Es de mañana, y mi esposo Dan abre su teléfono para seleccionar su himno favorito, My Soul Is Anchored [Mi alma está anclada]. La letra expresa esperanza en Dios en tiempos turbulentos. Las palabras advierten sobre olas que se levantan y rompientes que golpean, pero no tambaleamos porque Dios nos sostiene firmes.
Describe perfectamente la función de un ancla de barco: lo estabiliza hundiendo sus «brazos» en el lecho marino, para evitar que derive o sea sacudido durante una tormenta violenta.
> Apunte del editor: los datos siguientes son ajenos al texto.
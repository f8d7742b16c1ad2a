use chrono::{DateTime, Utc};
use serde::{Deserialize, Serialize};
use uuid::Uuid;

/// Account role. `Admin` widens delete rights only; updates stay owner-bound.
#[derive(Debug, Clone, Copy, Default, PartialEq, Eq, Serialize, Deserialize)]
#[serde(rename_all = "lowercase")]
pub enum Role {
    #[default]
    User,
    Admin,
}

impl Role {
    pub fn as_str(&self) -> &'static str {
        match self {
            Role::User => "user",
            Role::Admin => "admin",
        }
    }
}

impl From<&str> for Role {
    /// Anything that isn't "admin" is a regular user.
    fn from(value: &str) -> Self {
        match value {
            "admin" => Role::Admin,
            _ => Role::User,
        }
    }
}

/// User entity - the root identity record.
///
/// `password_hash` is the stored form produced by the credential store;
/// the plaintext never lives on this struct.
#[derive(Debug, Clone, Serialize, Deserialize)]
pub struct User {
    pub id: Uuid,
    pub username: String,
    pub email: String,
    pub password_hash: String,
    pub role: Role,
    /// Reference path of the avatar image, empty when unset.
    pub avatar: String,
    pub created_at: DateTime<Utc>,
}

impl User {
    /// Create a new user with generated ID and creation timestamp.
    /// The email must already be lowercased and the password hashed.
    pub fn new(username: String, email: String, password_hash: String) -> Self {
        Self {
            id: Uuid::new_v4(),
            username,
            email,
            password_hash,
            role: Role::User,
            avatar: String::new(),
            created_at: Utc::now(),
        }
    }
}
//! Comment like entity - one row per (comment, user) membership.
//!
//! The composite primary key is what makes the like set a set.

use sea_orm::entity::prelude::*;

#[derive(Clone, Debug, PartialEq, Eq, DeriveEntityModel)]
#[sea_orm(table_name = "comment_likes")]
pub struct Model {
    #[sea_orm(primary_key, auto_increment = false)]
    pub comment_id: Uuid,
    #[sea_orm(primary_key, auto_increment = false)]
    pub user_id: Uuid,
}

#[derive(Copy, Clone, Debug, EnumIter, DeriveRelation)]
pub enum Relation {
    #[sea_orm(
        belongs_to = "super::comment::Entity",
        from = "Column::CommentId",
        to = "super::comment::Column::Id",
        on_delete = "Cascade"
    )]
    Comment,
}

impl Related<super::comment::Entity> for Entity {
    fn to() -> RelationDef {
        Relation::Comment.def()
    }
}

impl ActiveModelBehavior for ActiveModel {}
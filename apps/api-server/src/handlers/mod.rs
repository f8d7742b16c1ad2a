//! HTTP handlers and route configuration.

mod auth;
mod comments;
mod health;
mod posts;
mod uploads;

use actix_web::{HttpRequest, error, web};

use crate::middleware::error::AppError;

/// Raw-body ceiling for uploads; the storage layer enforces the real
/// configured cap.
const MAX_RAW_UPLOAD: usize = 10 * 1024 * 1024;

fn json_error_handler(err: error::JsonPayloadError, _req: &HttpRequest) -> actix_web::Error {
    AppError::BadRequest(err.to_string()).into()
}

fn query_error_handler(err: error::QueryPayloadError, _req: &HttpRequest) -> actix_web::Error {
    AppError::BadRequest(err.to_string()).into()
}

fn path_error_handler(err: error::PathError, _req: &HttpRequest) -> actix_web::Error {
    // Malformed ids in the path read as bad requests, not missing
    // resources.
    AppError::BadRequest(err.to_string()).into()
}

/// Configure all application routes.
pub fn configure_routes(cfg: &mut web::ServiceConfig) {
    cfg.app_data(web::JsonConfig::default().error_handler(json_error_handler))
        .app_data(web::QueryConfig::default().error_handler(query_error_handler))
        .app_data(web::PathConfig::default().error_handler(path_error_handler))
        .app_data(web::PayloadConfig::new(MAX_RAW_UPLOAD))
        .service(
            web::scope("/api")
                // Public routes
                .route("/health", web::get().to(health::health_check))
                // Auth routes
                .service(
                    web::scope("/auth")
                        .route("/register", web::post().to(auth::register))
                        .route("/login", web::post().to(auth::login))
                        .route("/me", web::get().to(auth::me)),
                )
                // Post routes
                .service(
                    web::scope("/posts")
                        .route("", web::post().to(posts::create))
                        .route("", web::get().to(posts::list))
                        .route("/{id}", web::get().to(posts::get))
                        .route("/{id}", web::put().to(posts::update))
                        .route("/{id}", web::delete().to(posts::delete))
                        .route("/{id}/like", web::post().to(posts::like)),
                )
                // Comment routes
                .service(
                    web::scope("/comments")
                        .route("", web::post().to(comments::create))
                        .route("/post/{post_id}", web::get().to(comments::list_by_post))
                        .route("/{id}", web::put().to(comments::update))
                        .route("/{id}", web::delete().to(comments::delete))
                        .route("/{id}/like", web::post().to(comments::like)),
                )
                // Upload routes
                .service(
                    web::scope("/uploads")
                        .route("/image", web::post().to(uploads::upload_image)),
                ),
        );
}
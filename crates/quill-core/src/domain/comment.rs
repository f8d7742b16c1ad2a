use chrono::{DateTime, Utc};
use serde::{Deserialize, Serialize};
use uuid::Uuid;

/// Comment entity - a reply to a post, optionally threaded under
/// another comment.
///
/// `post` is a plain reference: creation does not verify the post exists,
/// and deleting a post leaves its comments behind.
#[derive(Debug, Clone, Serialize, Deserialize)]
pub struct Comment {
    pub id: Uuid,
    pub content: String,
    pub post: Uuid,
    pub author: Uuid,
    pub parent_comment: Option<Uuid>,
    pub created_at: DateTime<Utc>,
    pub updated_at: DateTime<Utc>,
}

impl Comment {
    pub fn new(author: Uuid, post: Uuid, content: String, parent_comment: Option<Uuid>) -> Self {
        let now = Utc::now();
        Self {
            id: Uuid::new_v4(),
            content,
            post,
            author,
            parent_comment,
            created_at: now,
            updated_at: now,
        }
    }

    /// Refresh `updated_at` on a mutating save.
    pub fn touch(&mut self) {
        self.updated_at = Utc::now();
    }
}
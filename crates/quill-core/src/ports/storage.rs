//! Object storage port for uploaded images.

use async_trait::async_trait;

/// Storage failures.
#[derive(Debug, thiserror::Error)]
pub enum StorageError {
    #[error("unsupported content type: {0}")]
    UnsupportedType(String),

    #[error("file of {size} bytes exceeds the {max} byte limit")]
    TooLarge { size: usize, max: usize },

    #[error("storage I/O error: {0}")]
    Io(String),
}

/// Stores uploaded images and hands back a stable reference path.
#[async_trait]
pub trait ObjectStorage: Send + Sync {
    /// Persist an image and return its reference path. Rejects anything
    /// that is not jpeg/jpg/png/gif or exceeds the configured size cap.
    async fn store_image(&self, content_type: &str, bytes: &[u8]) -> Result<String, StorageError>;
}
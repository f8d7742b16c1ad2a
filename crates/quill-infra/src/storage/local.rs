//! Local-disk object storage for uploaded images.

use std::path::PathBuf;

use async_trait::async_trait;
use uuid::Uuid;

use quill_core::ports::{ObjectStorage, StorageError};

/// Maps a content type onto the file extension we store under.
/// Only image types are accepted.
fn extension_for(content_type: &str) -> Option<&'static str> {
    match content_type {
        "image/jpeg" | "image/jpg" => Some("jpg"),
        "image/png" => Some("png"),
        "image/gif" => Some("gif"),
        _ => None,
    }
}

/// Stores images under a local directory, one uuid-named file each,
/// and returns `/uploads/<name>` reference paths.
pub struct LocalDiskStorage {
    root: PathBuf,
    max_bytes: usize,
}

impl LocalDiskStorage {
    pub fn new(root: impl Into<PathBuf>, max_bytes: usize) -> Self {
        Self {
            root: root.into(),
            max_bytes,
        }
    }
}

#[async_trait]
impl ObjectStorage for LocalDiskStorage {
    async fn store_image(&self, content_type: &str, bytes: &[u8]) -> Result<String, StorageError> {
        let ext = extension_for(content_type)
            .ok_or_else(|| StorageError::UnsupportedType(content_type.to_string()))?;

        if bytes.len() > self.max_bytes {
            return Err(StorageError::TooLarge {
                size: bytes.len(),
                max: self.max_bytes,
            });
        }

        tokio::fs::create_dir_all(&self.root)
            .await
            .map_err(|e| StorageError::Io(e.to_string()))?;

        let filename = format!("image-{}.{}", Uuid::new_v4(), ext);
        let path = self.root.join(&filename);
        tokio::fs::write(&path, bytes)
            .await
            .map_err(|e| StorageError::Io(e.to_string()))?;

        tracing::debug!(file = %path.display(), size = bytes.len(), "Stored uploaded image");

        Ok(format!("/uploads/{filename}"))
    }
}
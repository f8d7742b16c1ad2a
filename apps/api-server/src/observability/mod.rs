//! Observability middleware.

pub mod request_id;

pub use request_id::RequestIdMiddleware;
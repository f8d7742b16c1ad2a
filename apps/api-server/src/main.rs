//! # Quill API Server
//!
//! The main entry point for the Actix-web HTTP server.

use actix_web::{App, HttpServer, web};
use tracing_actix_web::TracingLogger;

use api_server::config::AppConfig;
use api_server::handlers;
use api_server::observability::RequestIdMiddleware;
use api_server::state::AppState;
use api_server::telemetry::{self, TelemetryConfig};

#[actix_web::main]
async fn main() -> std::io::Result<()> {
    // Load .env file if present
    dotenvy::dotenv().ok();

    telemetry::init_telemetry(&TelemetryConfig::from_env());

    let config = AppConfig::from_env();

    tracing::info!(
        "Starting Quill API Server on {}:{}",
        config.host,
        config.port
    );

    let state = AppState::new(&config).await;

    HttpServer::new(move || {
        App::new()
            .wrap(TracingLogger::default())
            .wrap(RequestIdMiddleware)
            .app_data(web::Data::new(state.clone()))
            .configure(handlers::configure_routes)
    })
    .bind((config.host.as_str(), config.port))?
    .run()
    .await
}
El ancla se ha convertido en un símbolo clásico de la fe cristiana, reflejando nuestra esperanza en Cristo, a quien nos aferramos en medio del caos de la vida. Como escribió el autor de Hebreos: «La [esperanza] tenemos como segura y firme ancla del alma» (Hebreos 6:19). Esta esperanza es Jesús, un terreno confiable para quienes creen en Él. Además, lo que Dios prometió lo confirmó con juramento, y en estas «dos cosas inmutables […] es imposible que Dios mienta» (vv. 17-18). Por eso, quienes se aferran a sus promesas tienen «un fortísimo consuelo» (v. 18).
Algunos se anclan en cosas poco confiables: ambición, amistades dañinas o hábitos negativos. ¡Cuánto mejor anclarse en Aquel en quien sabemos que podemos confiar! Cuando las olas golpeen a nuestro alrededor, estaremos firmes, anclados en Dios.